*Exercise instructions*: Report all lines from the entries below in which "trim" appears.

---------- Dataset excerpts

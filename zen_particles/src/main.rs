//! zen_particles: interactive entry point.

use std::io::{self, Write};

use clap::Parser;
use particle_field::{Rgb, ShapeKind};
use tracing::error;
use tracing_subscriber::EnvFilter;

use zen_particles::app::run;
use zen_particles::cli::Args;
use zen_particles::config::AppConfig;

fn main() {
    tracing_subscriber::fmt()
        .with_env_filter(EnvFilter::try_from_default_env().unwrap_or_else(|_| EnvFilter::new("info")))
        .with_writer(io::stderr)
        .init();

    let args = Args::parse();

    println!();
    println!("╔══════════════════════════════════════════════════════════════╗");
    println!("║          Zen Particles — gesture-driven point cloud          ║");
    println!("╚══════════════════════════════════════════════════════════════╝");
    println!();

    #[cfg(feature = "leap")]
    println!("  LeapMotion support: built in  (--source leap)");
    #[cfg(not(feature = "leap"))]
    println!("  LeapMotion support: off  (use --features leap for hardware)");
    println!();

    let mut cfg = match AppConfig::load(&args.config) {
        Ok(cfg) => cfg,
        Err(e) => {
            error!("{:#}", e);
            std::process::exit(1);
        }
    };
    cfg.apply_args(&args);

    if args.quick {
        println!("  Quick-start: {} particles, {} in {}\n",
            cfg.particle_count, cfg.initial_shape, cfg.initial_color);
    } else {
        configure_interactively(&mut cfg, &args);
    }

    println!();
    println!("  Opening visualizer window…");
    println!();

    if let Err(e) = run(cfg) {
        error!("{:#}", e);
        std::process::exit(1);
    }
}

/// Ask for whatever the command line left open.  Enter keeps the current
/// value.
fn configure_interactively(cfg: &mut AppConfig, args: &Args) {
    if args.shape.is_none() {
        println!("  Starting model:");
        println!("    1.Heart  2.Flower  3.Saturn  4.Buddha  5.Firework");
        let answer = read_line(&format!("    Choice (1–5, default {}): ", cfg.initial_shape));
        let picked = match answer.trim() {
            "1" => Some(ShapeKind::Heart),
            "2" => Some(ShapeKind::Flower),
            "3" => Some(ShapeKind::Saturn),
            "4" => Some(ShapeKind::Buddha),
            "5" => Some(ShapeKind::Firework),
            ""  => None,
            other => Some(ShapeKind::from_name(other)),
        };
        if let Some(shape) = picked {
            cfg.initial_shape = shape.name().to_string();
        }
    }

    if args.color.is_none() {
        println!("  Tint colour, e.g. #00ffff:");
        loop {
            let answer = read_line(&format!("    Hex (default {}): ", cfg.initial_color));
            let answer = answer.trim();
            if answer.is_empty() { break; }
            match Rgb::from_hex(answer) {
                Some(c) => { cfg.initial_color = c.to_hex(); break; }
                None    => println!("    ⚠  #rrggbb or #rgb only."),
            }
        }
    }

    if args.count.is_none() {
        let answer = read_line(&format!("  Particles (default {}): ", cfg.particle_count));
        if let Ok(n) = answer.trim().parse::<usize>() {
            // Out-of-range counts are rejected by `AppConfig::validate`.
            cfg.particle_count = n;
        }
    }
}

fn read_line(prompt: &str) -> String {
    print!("{}", prompt);
    io::stdout().flush().ok();
    let mut buf = String::new();
    io::stdin().read_line(&mut buf).ok();
    buf
}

--------------------

*Result of the task*:
        let picked = match answer.trim() {
            let answer = answer.trim();
        if let Ok(n) = answer.trim().parse::<usize>() {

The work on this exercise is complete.